Google Implements Adwords Tracking Changes In Response to Apple’s “Intelligent Tracking Prevention”

In response to Apple’s Safari browser updates coming this fall, Google this month is changing how it collects and reports on conversions.

Apple announced in June that the newest version of Safari will use “intelligent tracking prevention” (ITP). With ITP, third-party cookies that track users across sites can only be used for 24 hours from when a user visits a site using Safari.  After 24 hours, these cookies can only be used for login purposes. After 30 days, all cookies (first and third party) are removed completely.

The purpose of ITP isn’t to disrupt advertisers’ ability to track data per se, but rather to protect user privacy and limit intrusive retargeting, behavioral, and interest targeting practices.

Why does this matter?

This means that unless a user converts within 24 hours of last visiting an advertiser’s site after clicking an ad in Safari, the conversion attribution data will be lost if the advertiser uses third-party cookies. Given that for many advertisers, a significant portion of users convert after 24 hours, this is a pretty big deal.

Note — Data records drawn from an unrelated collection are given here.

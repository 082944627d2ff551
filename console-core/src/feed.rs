//! Bounded activity feed
//!
//! Feed items keep their structured payload; `summary()` renders the
//! operator-facing line for each channel, but any rendering layer can read
//! the payload directly instead.

use chrono::{DateTime, Utc};
use serde::{Deserialize, Serialize};
use serde_json::Value;
use std::collections::VecDeque;

use crate::Channel;

/// One entry in the activity log
#[derive(Debug, Clone, Serialize, Deserialize)]
pub struct FeedItem {
    pub channel: Channel,
    pub kind: String,
    pub payload: Value,
    pub observed_at: DateTime<Utc>,
    /// Display hint carried on the wire ("green", "red", ...)
    pub color: Option<String>,
}

impl FeedItem {
    /// Human-readable one-liner in the reference dashboard's wording.
    pub fn summary(&self) -> String {
        let p = &self.payload;
        match (self.channel, self.kind.as_str()) {
            (Channel::Market, _) => format!(
                "price €{} ({}%)",
                field(p, "price_eur"),
                field(p, "change_pct")
            ),
            (Channel::Trades, "scam_detected") => format!(
                "SCAM: {} → {} ({} AFC)",
                field(p, "sender"),
                field(p, "receiver"),
                field(p, "amount")
            ),
            (Channel::Trades, "leverage_bet") => format!(
                "{} leverages {} AFC {}",
                field(p, "agent"),
                field(p, "amount"),
                field(p, "direction")
            ),
            (Channel::Trades, _) => format!(
                "{} → {}: {} AFC @ €{}",
                field(p, "sender"),
                field(p, "receiver"),
                field(p, "amount"),
                field(p, "price_eur")
            ),
            (Channel::Social, _) => format!(
                "{} [{}]: {}",
                field(p, "author"),
                field(p, "post_type"),
                field(p, "preview")
            ),
            (Channel::Alliances, kind) => format!(
                "{}: {} ({})",
                kind,
                field(p, "agent"),
                field(p, "alliance")
            ),
            (Channel::Eliminations, _) => format!(
                "{} eliminated at hour {} with {} AFC",
                field(p, "agent"),
                field(p, "hour"),
                field(p, "final_afc")
            ),
            (Channel::Events, _) => format!(
                "{}: {}",
                field(p, "event_type"),
                field(p, "description")
            ),
            (Channel::Whispers, _) | (Channel::Admin, "whisper_sent") => format!(
                "whisper {} → {}",
                field(p, "sender_id"),
                field(p, "receiver_id")
            ),
            (Channel::DarkMarket, kind) => format!("dark market {}", kind),
            (Channel::AgentDecisions, _) => format!(
                "{} decided {}: {}",
                field(p, "agent"),
                field(p, "action_type"),
                field(p, "reasoning")
            ),
            (Channel::Leaderboard, _) => "leaderboard updated".to_string(),
            (Channel::Admin, kind) => format!("admin: {}", kind),
        }
    }
}

/// Render a payload field for display; objects and arrays compact to JSON.
fn field(payload: &Value, key: &str) -> String {
    match payload.get(key) {
        Some(Value::String(s)) => s.clone(),
        Some(Value::Null) | None => "?".to_string(),
        Some(other) => other.to_string(),
    }
}

/// Bounded newest-first activity log
#[derive(Debug, Clone)]
pub struct ActivityFeed {
    items: VecDeque<FeedItem>,
    capacity: usize,
}

impl ActivityFeed {
    pub fn new(capacity: usize) -> Self {
        let capacity = capacity.max(1);
        Self {
            items: VecDeque::with_capacity(capacity),
            capacity,
        }
    }

    /// Insert at the head; the oldest item falls off the tail once full.
    pub fn push(&mut self, item: FeedItem) {
        if self.items.len() == self.capacity {
            self.items.pop_back();
        }
        self.items.push_front(item);
    }

    pub fn len(&self) -> usize {
        self.items.len()
    }

    pub fn is_empty(&self) -> bool {
        self.items.is_empty()
    }

    pub fn capacity(&self) -> usize {
        self.capacity
    }

    /// Items newest first.
    pub fn iter(&self) -> impl Iterator<Item = &FeedItem> {
        self.items.iter()
    }

    /// Newest-first snapshot, optionally restricted to one channel.
    pub fn snapshot(&self, channel: Option<Channel>, limit: Option<usize>) -> Vec<FeedItem> {
        let filtered = self
            .items
            .iter()
            .filter(|item| channel.map_or(true, |ch| item.channel == ch))
            .cloned();
        match limit {
            Some(limit) => filtered.take(limit).collect(),
            None => filtered.collect(),
        }
    }
}

#[cfg(test)]
mod tests {
    use super::*;
    use serde_json::json;

    fn item(channel: Channel, kind: &str, payload: Value) -> FeedItem {
        FeedItem {
            channel,
            kind: kind.to_string(),
            payload,
            observed_at: Utc::now(),
            color: None,
        }
    }

    #[test]
    fn test_feed_is_bounded_and_newest_first() {
        let mut feed = ActivityFeed::new(3);
        for i in 0..5 {
            feed.push(item(Channel::Trades, "trade_completed", json!({ "n": i })));
        }

        assert_eq!(feed.len(), 3);
        let order: Vec<i64> = feed
            .iter()
            .map(|it| it.payload["n"].as_i64().unwrap())
            .collect();
        assert_eq!(order, vec![4, 3, 2]);
    }

    #[test]
    fn test_snapshot_filters_by_channel() {
        let mut feed = ActivityFeed::new(10);
        feed.push(item(Channel::Trades, "trade_completed", json!({})));
        feed.push(item(Channel::Social, "new_post", json!({})));
        feed.push(item(Channel::Trades, "trade_completed", json!({})));

        assert_eq!(feed.snapshot(Some(Channel::Trades), None).len(), 2);
        assert_eq!(feed.snapshot(Some(Channel::Social), None).len(), 1);
        assert_eq!(feed.snapshot(None, Some(2)).len(), 2);
    }

    #[test]
    fn test_trade_summary_wording() {
        let it = item(
            Channel::Trades,
            "trade_completed",
            json!({"sender": "VULTURE", "receiver": "ORACLE", "amount": 2.5, "price_eur": 931.0}),
        );
        assert_eq!(it.summary(), "VULTURE → ORACLE: 2.5 AFC @ €931.0");
    }

    #[test]
    fn test_scam_summary_wording() {
        let it = item(
            Channel::Trades,
            "scam_detected",
            json!({"sender": "VULTURE", "receiver": "ORACLE", "amount": 2.5}),
        );
        assert!(it.summary().starts_with("SCAM: VULTURE → ORACLE"));
    }

    #[test]
    fn test_elimination_summary_wording() {
        let it = item(
            Channel::Eliminations,
            "agent_eliminated",
            json!({"agent": "PHANTOM", "hour": 14, "final_afc": 0.3}),
        );
        assert_eq!(it.summary(), "PHANTOM eliminated at hour 14 with 0.3 AFC");
    }

    #[test]
    fn test_missing_payload_fields_render_placeholder() {
        let it = item(Channel::Social, "new_post", json!({}));
        assert_eq!(it.summary(), "? [?]: ?");
    }
}
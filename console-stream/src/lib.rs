//! Live update client for the game admin console
//!
//! Maintains a single real-time connection to the game server, folds the
//! heterogeneous event stream into bounded queryable state, and recovers
//! from transient disconnects with exponential backoff. Rendering is a
//! collaborator: it reads [`ConsoleState`] and listens for
//! [`StateChange`] notifications, and this crate compiles and tests
//! without any rendering surface present.

pub mod backoff;
pub mod client;
pub mod config;
pub mod state;

mod dispatch;

pub use backoff::Backoff;
pub use client::{ClientCommand, LiveClient};
pub use config::StreamConfig;
pub use state::{ConsoleState, StateChange};
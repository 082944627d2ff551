//! Game Admin Console
//!
//! Headless operator console: bootstraps state from the game server's REST
//! API, then follows the live event stream and prints feed lines as they
//! arrive. Rendering surfaces (chart, tables) read the same state handle.

use chrono::Utc;
use console_control::GameClient;
use console_core::{parse_timestamp, Channel, FeedItem};
use console_stream::{LiveClient, StateChange, StreamConfig};
use tracing::{info, warn};
use tracing_subscriber::{fmt, prelude::*, EnvFilter};

#[tokio::main]
async fn main() -> anyhow::Result<()> {
    // Load environment variables from .env file
    if let Err(e) = dotenvy::dotenv() {
        // Not an error if the file doesn't exist
        if !matches!(e, dotenvy::Error::Io(_)) {
            eprintln!("Warning: Failed to load .env: {}", e);
        }
    }

    // Initialize logging
    tracing_subscriber::registry()
        .with(fmt::layer())
        .with(
            EnvFilter::try_from_default_env()
                .unwrap_or_else(|_| EnvFilter::new("info,console_app=debug")),
        )
        .init();

    info!("Starting game admin console");

    let stream_config = StreamConfig::default();
    if stream_config.secret.is_none() {
        info!("No ADMIN_SECRET set - connecting as observer");
    }

    let (mut client, mut changes) = LiveClient::new(stream_config);
    let state = client.state();

    // Bootstrap from the REST catch-up endpoints before going live. Each
    // step is best-effort: a missing backend still leaves a working stream
    // client that fills state as events arrive.
    let game_api = GameClient::from_env()?;
    bootstrap(&game_api, &state).await;

    client.start()?;

    loop {
        tokio::select! {
            change = changes.recv() => {
                match change {
                    Ok(change) => render_change(&state, &change),
                    Err(tokio::sync::broadcast::error::RecvError::Lagged(skipped)) => {
                        warn!("Renderer lagged, {} notifications dropped", skipped);
                    }
                    Err(tokio::sync::broadcast::error::RecvError::Closed) => break,
                }
            }
            _ = tokio::signal::ctrl_c() => {
                info!("Shutting down");
                client.shutdown().await;
                break;
            }
        }
    }

    Ok(())
}

/// Rebuild state from the REST surface: price history, roster, recent feed.
async fn bootstrap(game_api: &GameClient, state: &console_stream::ConsoleState) {
    match game_api.price_history(120).await {
        Ok(price) => {
            // The endpoint serves newest first; the series wants oldest first.
            let mut points: Vec<_> = price.history.iter().map(|r| r.to_price_point()).collect();
            points.reverse();
            let loaded = points.len();
            state.load_price_history(points);
            info!(
                "Loaded {} price records, current price €{}",
                loaded, price.current_price
            );
        }
        Err(e) => warn!("Price history bootstrap failed: {}", e),
    }

    match game_api.leaderboard().await {
        Ok(rankings) => {
            let count = rankings.len();
            state.replace_roster(rankings);
            info!("Loaded roster with {} agents", count);
        }
        Err(e) => warn!("Leaderboard bootstrap failed: {}", e),
    }

    match game_api.feed(50, 0, None).await {
        Ok(feed) => {
            let count = feed.posts.len();
            // The endpoint serves newest first; seed oldest first so the
            // newest post ends up at the head of the feed.
            let items: Vec<FeedItem> = feed
                .posts
                .iter()
                .rev()
                .map(|post| FeedItem {
                    channel: Channel::Social,
                    kind: "new_post".to_string(),
                    payload: serde_json::json!({
                        "author": post.author_name,
                        "post_id": post.id,
                        "post_type": post.post_type,
                        "preview": post.content.chars().take(100).collect::<String>(),
                    }),
                    observed_at: post
                        .created_at
                        .as_deref()
                        .and_then(parse_timestamp)
                        .unwrap_or_else(Utc::now),
                    color: Some("blue".to_string()),
                })
                .collect();
            state.seed_feed(items);
            info!("Seeded feed with {} posts", count);
        }
        Err(e) => warn!("Feed bootstrap failed: {}", e),
    }
}

/// Print one line per notification, the way the dashboard panes would
/// redraw from the same state handle.
fn render_change(state: &console_stream::ConsoleState, change: &StateChange) {
    match change {
        StateChange::Price { value, change_pct } => {
            let pct = change_pct
                .map(|p| format!("{:.2}%", p))
                .unwrap_or_else(|| "--".to_string());
            info!(
                "price €{} ({})  high €{}  low €{}",
                value,
                pct,
                state
                    .session_high()
                    .map(|h| h.to_string())
                    .unwrap_or_else(|| "--".to_string()),
                state
                    .session_low()
                    .map(|l| l.to_string())
                    .unwrap_or_else(|| "--".to_string()),
            );
        }
        StateChange::Feed { channel } => {
            if let Some(item) = state.feed(Some(*channel), Some(1)).into_iter().next() {
                info!("[{}] {}", channel, item.summary());
            }
        }
        StateChange::RosterReplaced { agents } => {
            info!("leaderboard updated ({} agents)", agents);
        }
        StateChange::AgentEliminated { name } => {
            info!("agent eliminated: {}", name);
        }
        StateChange::MarkerAdded { label } => {
            info!("event marker: {}", label);
        }
        StateChange::Status { status } => {
            info!("connection: {:?}", status);
        }
        StateChange::AuthAccepted { tier } => {
            info!("authenticated as {:?}", tier);
        }
        StateChange::RetriesExhausted { attempts } => {
            warn!(
                "gave up reconnecting after {} attempts - restart the console to resume",
                attempts
            );
        }
    }
}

Not to mention, nearly 50% of mobile web traffic in North America originates from Safari – so for most advertisers a sizable percentage of conversions comes through this browser as well. Knowing this, one can see how the update could cause major issues with reporting conversions.

So what is Google doing?

To mitigate the issue, Google has created a new Google Analytics Cookie (the “_gac cookie”). Essentially, it extends Google Analytics tracking to include AdWords conversion tracking. According to Google, “Analytics writes campaign information to the _gac cookie when a user opens a page on your site via a URL that employs AdWords auto-tagging.”

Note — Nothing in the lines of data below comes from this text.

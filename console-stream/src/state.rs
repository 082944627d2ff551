//! Shared console state
//!
//! All buffers live behind `parking_lot` locks so the rendering side gets
//! cheap synchronous read access. The dispatch task is the only writer for
//! stream-driven mutations; the bootstrap loaders run before the stream
//! starts, so there are never two writers racing.

use chrono::{DateTime, Utc};
use parking_lot::RwLock;
use rust_decimal::Decimal;

use console_core::{
    ActivityFeed, AgentId, AgentSummary, AuthTier, Channel, ConnectionStatus, EventMarker,
    FeedItem, MarkerLog, PricePoint, PriceSeries, Roster,
};

use crate::config::StreamConfig;

/// Notification emitted after every state mutation
#[derive(Debug, Clone)]
pub enum StateChange {
    /// A market tick was folded into the series
    Price {
        value: Decimal,
        change_pct: Option<Decimal>,
    },
    /// A feed item was appended
    Feed { channel: Channel },
    /// The roster was wholesale-replaced
    RosterReplaced { agents: usize },
    /// An agent already in the roster was flagged eliminated
    AgentEliminated { name: String },
    /// An event marker was appended
    MarkerAdded { label: String },
    /// The connection changed state
    Status { status: ConnectionStatus },
    /// Authentication was acknowledged
    AuthAccepted { tier: AuthTier },
    /// The reconnect budget is spent; no further attempt will be made
    RetriesExhausted { attempts: u32 },
}

struct MarketState {
    series: PriceSeries,
    markers: MarkerLog,
}

struct ConnectionInfo {
    status: ConnectionStatus,
    tier: Option<AuthTier>,
    retries_exhausted: bool,
}

/// Bounded in-memory state derived from the message stream
pub struct ConsoleState {
    market: RwLock<MarketState>,
    feed: RwLock<ActivityFeed>,
    roster: RwLock<Roster>,
    connection: RwLock<ConnectionInfo>,
}

impl ConsoleState {
    pub fn new(config: &StreamConfig) -> Self {
        Self {
            market: RwLock::new(MarketState {
                series: PriceSeries::new(config.price_capacity),
                markers: MarkerLog::new(config.marker_capacity),
            }),
            feed: RwLock::new(ActivityFeed::new(config.feed_capacity)),
            roster: RwLock::new(Roster::new()),
            connection: RwLock::new(ConnectionInfo {
                status: ConnectionStatus::Disconnected,
                tier: None,
                retries_exhausted: false,
            }),
        }
    }

    // =========================================================================
    // Read accessors (rendering surface)
    // =========================================================================

    pub fn current_price(&self) -> Option<Decimal> {
        self.market.read().series.latest().map(|p| p.value)
    }

    pub fn change_pct(&self) -> Option<Decimal> {
        self.market.read().series.change_pct()
    }

    pub fn session_high(&self) -> Option<Decimal> {
        self.market.read().series.high()
    }

    pub fn session_low(&self) -> Option<Decimal> {
        self.market.read().series.low()
    }

    /// Retained price window, oldest first.
    pub fn price_series(&self) -> Vec<PricePoint> {
        self.market.read().series.to_vec()
    }

    pub fn price_series_len(&self) -> usize {
        self.market.read().series.len()
    }

    /// Event markers, oldest first.
    pub fn markers(&self) -> Vec<EventMarker> {
        self.market.read().markers.to_vec()
    }

    /// Feed items newest first, optionally filtered by channel.
    pub fn feed(&self, channel: Option<Channel>, limit: Option<usize>) -> Vec<FeedItem> {
        self.feed.read().snapshot(channel, limit)
    }

    /// The roster, best rank first.
    pub fn roster(&self) -> Vec<AgentSummary> {
        self.roster.read().to_vec()
    }

    pub fn agent(&self, id: AgentId) -> Option<AgentSummary> {
        self.roster.read().get(id).cloned()
    }

    pub fn agent_by_name(&self, name: &str) -> Option<AgentSummary> {
        self.roster.read().by_name(name).cloned()
    }

    pub fn roster_len(&self) -> usize {
        self.roster.read().len()
    }

    pub fn status(&self) -> ConnectionStatus {
        self.connection.read().status
    }

    pub fn auth_tier(&self) -> Option<AuthTier> {
        self.connection.read().tier
    }

    /// True once the reconnect budget is spent and the client has parked.
    pub fn retries_exhausted(&self) -> bool {
        self.connection.read().retries_exhausted
    }

    // =========================================================================
    // Mutations (dispatch + bootstrap)
    // =========================================================================

    pub(crate) fn record_price(&self, point: PricePoint) -> StateChange {
        let mut market = self.market.write();
        market.series.push(point);
        StateChange::Price {
            value: point.value,
            change_pct: market.series.change_pct(),
        }
    }

    pub(crate) fn append_feed(&self, item: FeedItem) -> StateChange {
        let channel = item.channel;
        self.feed.write().push(item);
        StateChange::Feed { channel }
    }

    pub(crate) fn add_marker(&self, observed_at: DateTime<Utc>, label: String) -> StateChange {
        self.market.write().markers.push(EventMarker {
            observed_at,
            label: label.clone(),
        });
        StateChange::MarkerAdded { label }
    }

    pub(crate) fn mark_eliminated(&self, name: &str) -> Option<StateChange> {
        if self.roster.write().mark_eliminated(name) {
            Some(StateChange::AgentEliminated {
                name: name.to_string(),
            })
        } else {
            None
        }
    }

    /// Swap the whole roster for the latest snapshot.
    pub fn replace_roster(&self, rankings: Vec<AgentSummary>) -> StateChange {
        let agents = rankings.len();
        self.roster.write().replace(rankings);
        StateChange::RosterReplaced { agents }
    }

    /// Replace the price window from a bulk history fetch (oldest first).
    /// Watermarks restart from the loaded records.
    pub fn load_price_history<I: IntoIterator<Item = PricePoint>>(&self, history: I) {
        self.market.write().series.reload(history);
    }

    /// Seed the feed from a history fetch, oldest first so the newest ends
    /// up at the head.
    pub fn seed_feed<I: IntoIterator<Item = FeedItem>>(&self, items: I) {
        let mut feed = self.feed.write();
        for item in items {
            feed.push(item);
        }
    }

    pub(crate) fn set_status(&self, status: ConnectionStatus) -> StateChange {
        self.connection.write().status = status;
        StateChange::Status { status }
    }

    pub(crate) fn set_auth_tier(&self, tier: AuthTier) -> StateChange {
        self.connection.write().tier = Some(tier);
        StateChange::AuthAccepted { tier }
    }

    pub(crate) fn set_retries_exhausted(&self, attempts: u32) -> StateChange {
        self.connection.write().retries_exhausted = true;
        StateChange::RetriesExhausted { attempts }
    }
}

This new cookie is considered a first-party cookie, which renders it acceptable to ITP. (As it stands now, the current conversion cookie is considered a third-party cookie because it’s set on the domain – but the new _gac cookie is set on the advertiser’s domain, making it a first-party cookie).

So what does this mean for me, the advertiser?

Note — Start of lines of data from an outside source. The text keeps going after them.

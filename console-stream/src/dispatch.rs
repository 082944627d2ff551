//! Inbound message classification and state folding
//!
//! Dispatch is deliberately tolerant: anything that does not parse is
//! dropped with a debug log, unknown channels are ignored, and no path in
//! here can panic the connection task.

use rust_decimal::Decimal;
use serde::Deserialize;
use tracing::{debug, trace};

use console_core::{AgentSummary, ChannelEvent, Channel, ControlMessage, FeedItem, PricePoint};

use crate::state::{ConsoleState, StateChange};

/// A frame the connection task knows what to do with
#[derive(Debug)]
pub(crate) enum Inbound {
    Control(ControlMessage),
    Event(ChannelEvent),
}

/// Classify a raw text frame. `None` means "drop it".
pub(crate) fn classify(text: &str) -> Option<Inbound> {
    let value: serde_json::Value = match serde_json::from_str(text) {
        Ok(value) => value,
        Err(e) => {
            debug!("Dropping non-JSON frame: {}", e);
            return None;
        }
    };

    if value.get("type").is_some() {
        match serde_json::from_value::<ControlMessage>(value) {
            Ok(msg) => Some(Inbound::Control(msg)),
            Err(e) => {
                debug!("Dropping unrecognized control frame: {}", e);
                None
            }
        }
    } else if value.get("channel").is_some() {
        match serde_json::from_value::<ChannelEvent>(value) {
            Ok(event) => Some(Inbound::Event(event)),
            Err(e) => {
                debug!("Dropping malformed envelope: {}", e);
                None
            }
        }
    } else {
        debug!("Dropping frame with neither 'type' nor 'channel'");
        None
    }
}

#[derive(Debug, Deserialize)]
struct MarketTick {
    price_eur: Decimal,
}

#[derive(Debug, Deserialize)]
struct EliminationNotice {
    agent: String,
    #[serde(default)]
    hour: Option<i64>,
}

#[derive(Debug, Deserialize)]
struct LeaderboardSnapshot {
    rankings: Vec<AgentSummary>,
}

#[derive(Debug, Deserialize)]
struct SystemEventNotice {
    #[serde(default)]
    event_type: Option<String>,
    #[serde(default)]
    description: Option<String>,
}

/// Fold one channel event into the state, returning the notifications to
/// emit. An empty vec means the event was ignored.
pub(crate) fn apply_event(state: &ConsoleState, event: ChannelEvent) -> Vec<StateChange> {
    let Some(channel) = event.known_channel() else {
        trace!("Ignoring event on unknown channel '{}'", event.channel);
        return Vec::new();
    };

    let observed_at = event.observed_at();
    let mut changes = Vec::new();

    match channel {
        Channel::Market => {
            let tick: MarketTick = match serde_json::from_value(event.data.clone()) {
                Ok(tick) => tick,
                Err(e) => {
                    debug!("Dropping market event without a price: {}", e);
                    return Vec::new();
                }
            };
            changes.push(state.record_price(PricePoint::new(tick.price_eur, observed_at)));
        }

        Channel::Leaderboard => {
            let snapshot: LeaderboardSnapshot = match serde_json::from_value(event.data.clone()) {
                Ok(snapshot) => snapshot,
                Err(e) => {
                    debug!("Dropping leaderboard event without rankings: {}", e);
                    return Vec::new();
                }
            };
            changes.push(state.replace_roster(snapshot.rankings));
        }

        Channel::Eliminations => {
            changes.push(state.append_feed(feed_item(channel, &event, observed_at)));

            if let Ok(notice) =
                serde_json::from_value::<EliminationNotice>(event.data.clone())
            {
                let label = match notice.hour {
                    Some(hour) => format!("{} eliminated (hour {})", notice.agent, hour),
                    None => format!("{} eliminated", notice.agent),
                };
                changes.push(state.add_marker(observed_at, label));
                if let Some(change) = state.mark_eliminated(&notice.agent) {
                    changes.push(change);
                }
            }
        }

        Channel::Events => {
            changes.push(state.append_feed(feed_item(channel, &event, observed_at)));

            if let Ok(notice) = serde_json::from_value::<SystemEventNotice>(event.data.clone()) {
                let label = notice
                    .description
                    .or(notice.event_type)
                    .unwrap_or_else(|| event.event_type.clone());
                changes.push(state.add_marker(observed_at, label));
            }
        }

        Channel::Trades
        | Channel::Social
        | Channel::Alliances
        | Channel::Whispers
        | Channel::DarkMarket
        | Channel::AgentDecisions
        | Channel::Admin => {
            changes.push(state.append_feed(feed_item(channel, &event, observed_at)));
        }
    }

    changes
}

fn feed_item(
    channel: Channel,
    event: &ChannelEvent,
    observed_at: chrono::DateTime<chrono::Utc>,
) -> FeedItem {
    FeedItem {
        channel,
        kind: event.event_type.clone(),
        payload: event.data.clone(),
        observed_at,
        color: event.color.clone(),
    }
}

#[cfg(test)]
mod tests {
    use super::*;
    use crate::config::StreamConfig;
    use console_core::{AuthTier, ConnectionStatus};
    use rust_decimal_macros::dec;
    use serde_json::json;

    fn state() -> ConsoleState {
        ConsoleState::new(&StreamConfig::new("ws://localhost:8765", None))
    }

    fn event(channel: &str, event_type: &str, data: serde_json::Value) -> ChannelEvent {
        ChannelEvent {
            channel: channel.to_string(),
            event_type: event_type.to_string(),
            data,
            timestamp: Some("2026-02-01T10:00:00.000000".to_string()),
            color: None,
        }
    }

    fn ranking_row(id: i64, name: &str, rank: u32) -> serde_json::Value {
        json!({
            "rank": rank,
            "agent_id": id,
            "name": name,
            "role": "alpha",
            "afc_balance": 10.0,
            "reputation": 50,
            "is_eliminated": false
        })
    }

    #[test]
    fn test_classify_control_frames() {
        assert!(matches!(
            classify(r#"{"type":"pong"}"#),
            Some(Inbound::Control(ControlMessage::Pong))
        ));
        assert!(matches!(
            classify(r#"{"type":"auth","status":"admin"}"#),
            Some(Inbound::Control(ControlMessage::Auth {
                status: AuthTier::Admin
            }))
        ));
    }

    #[test]
    fn test_classify_drops_garbage() {
        assert!(classify("not json at all {{{").is_none());
        assert!(classify(r#"{"type":"mystery"}"#).is_none());
        assert!(classify(r#"{"hello":"world"}"#).is_none());
    }

    #[test]
    fn test_market_fold_scenario() {
        let state = state();
        for price in [100, 105, 98] {
            let changes = apply_event(
                &state,
                event("market", "price_update", json!({ "price_eur": price })),
            );
            assert_eq!(changes.len(), 1);
        }

        assert_eq!(state.current_price(), Some(dec!(98)));
        assert_eq!(state.session_high(), Some(dec!(105)));
        assert_eq!(state.session_low(), Some(dec!(98)));
        assert_eq!(state.price_series_len(), 3);
        // Market ticks do not produce feed items.
        assert!(state.feed(None, None).is_empty());
    }

    #[test]
    fn test_market_event_without_price_is_dropped() {
        let state = state();
        let changes = apply_event(&state, event("market", "price_update", json!({})));
        assert!(changes.is_empty());
        assert!(state.current_price().is_none());
    }

    #[test]
    fn test_trade_event_appends_feed() {
        let state = state();
        let changes = apply_event(
            &state,
            event(
                "trades",
                "trade_completed",
                json!({"sender": "A", "receiver": "B", "amount": 1.0, "price_eur": 930.0}),
            ),
        );
        assert_eq!(changes.len(), 1);
        let feed = state.feed(None, None);
        assert_eq!(feed.len(), 1);
        assert_eq!(feed[0].kind, "trade_completed");
    }

    #[test]
    fn test_elimination_marks_roster_and_adds_marker() {
        let state = state();
        state.replace_roster(
            serde_json::from_value(json!([ranking_row(1, "ORACLE", 1), ranking_row(2, "VULTURE", 2)]))
                .unwrap(),
        );

        let changes = apply_event(
            &state,
            event(
                "eliminations",
                "agent_eliminated",
                json!({"agent": "VULTURE", "hour": 14, "final_afc": 0.2, "redistribution": {}}),
            ),
        );

        // Feed item, marker, and the roster flag.
        assert_eq!(changes.len(), 3);
        assert_eq!(state.roster_len(), 2);
        assert!(state.agent_by_name("VULTURE").unwrap().eliminated);
        assert_eq!(state.markers().len(), 1);
        assert_eq!(state.feed(None, None).len(), 1);
    }

    #[test]
    fn test_elimination_of_unknown_agent_still_feeds_and_marks() {
        let state = state();
        let changes = apply_event(
            &state,
            event(
                "eliminations",
                "agent_eliminated",
                json!({"agent": "GHOST", "hour": 3}),
            ),
        );
        assert_eq!(changes.len(), 2);
        assert_eq!(state.markers().len(), 1);
    }

    #[test]
    fn test_system_event_adds_marker() {
        let state = state();
        apply_event(
            &state,
            event(
                "events",
                "system_event",
                json!({"event_type": "flash_crash", "description": "Flash crash!", "price_impact_pct": -20.0}),
            ),
        );
        let markers = state.markers();
        assert_eq!(markers.len(), 1);
        assert_eq!(markers[0].label, "Flash crash!");
        assert_eq!(state.feed(None, None).len(), 1);
    }

    #[test]
    fn test_leaderboard_wholesale_replace() {
        let state = state();
        state.replace_roster(
            serde_json::from_value(json!([ranking_row(1, "ORACLE", 1)])).unwrap(),
        );

        let changes = apply_event(
            &state,
            event(
                "leaderboard",
                "leaderboard_update",
                json!({"rankings": [ranking_row(2, "VULTURE", 1), ranking_row(3, "PHANTOM", 2)]}),
            ),
        );
        assert_eq!(changes.len(), 1);
        assert_eq!(state.roster_len(), 2);
        assert!(state.agent_by_name("ORACLE").is_none());
    }

    #[test]
    fn test_empty_leaderboard_empties_roster() {
        let state = state();
        state.replace_roster(
            serde_json::from_value(json!([ranking_row(1, "ORACLE", 1)])).unwrap(),
        );

        apply_event(
            &state,
            event("leaderboard", "leaderboard_update", json!({"rankings": []})),
        );
        assert_eq!(state.roster_len(), 0);
    }

    #[test]
    fn test_unknown_channel_is_ignored() {
        let state = state();
        let changes = apply_event(&state, event("orderbook", "depth", json!({})));
        assert!(changes.is_empty());
        assert!(state.feed(None, None).is_empty());
    }

    #[test]
    fn test_malformed_then_valid_messages() {
        let state = state();
        assert!(classify("]]]").is_none());
        apply_event(
            &state,
            event("market", "price_update", json!({"price_eur": 930.5})),
        );
        assert_eq!(state.current_price(), Some(dec!(930.5)));
        assert_eq!(state.status(), ConnectionStatus::Disconnected);
    }
}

It depends on your implementation. Either way, there’s no action you necessarily need to take – but a few things to be aware of.

1. If your AdWords account is linked to Analytics, Google will set the new cookie automatically on your site’s domain and will store information about the ad click that brought the user to your site. The AdWords conversion tracking will be able to use that information. There will be no change in terms of reporting. Google will simply report conversions from Safari via the new cookie.

2. If you don’t have AdWords linked to Analytics or if you disable the new cookie, AdWords will use statistical modeling (based on historic conversion data) to estimate the number of conversions that occur 24 hours after a user visits a site from an ad via Safari. Google will include the estimated conversions in AdWords conversion columns (it’s not clear, however, if there will be any way to segment or gauge how many of these conversions are “modeled” conversions). Google says it may take a few days before you start seeing the conversions in AdWords. Of course, since these are modeled and not actual conversions, accuracy is always a slight concern.

As always, be sure to monitor your conversion data and consider adjustments to bid strategy where necessary.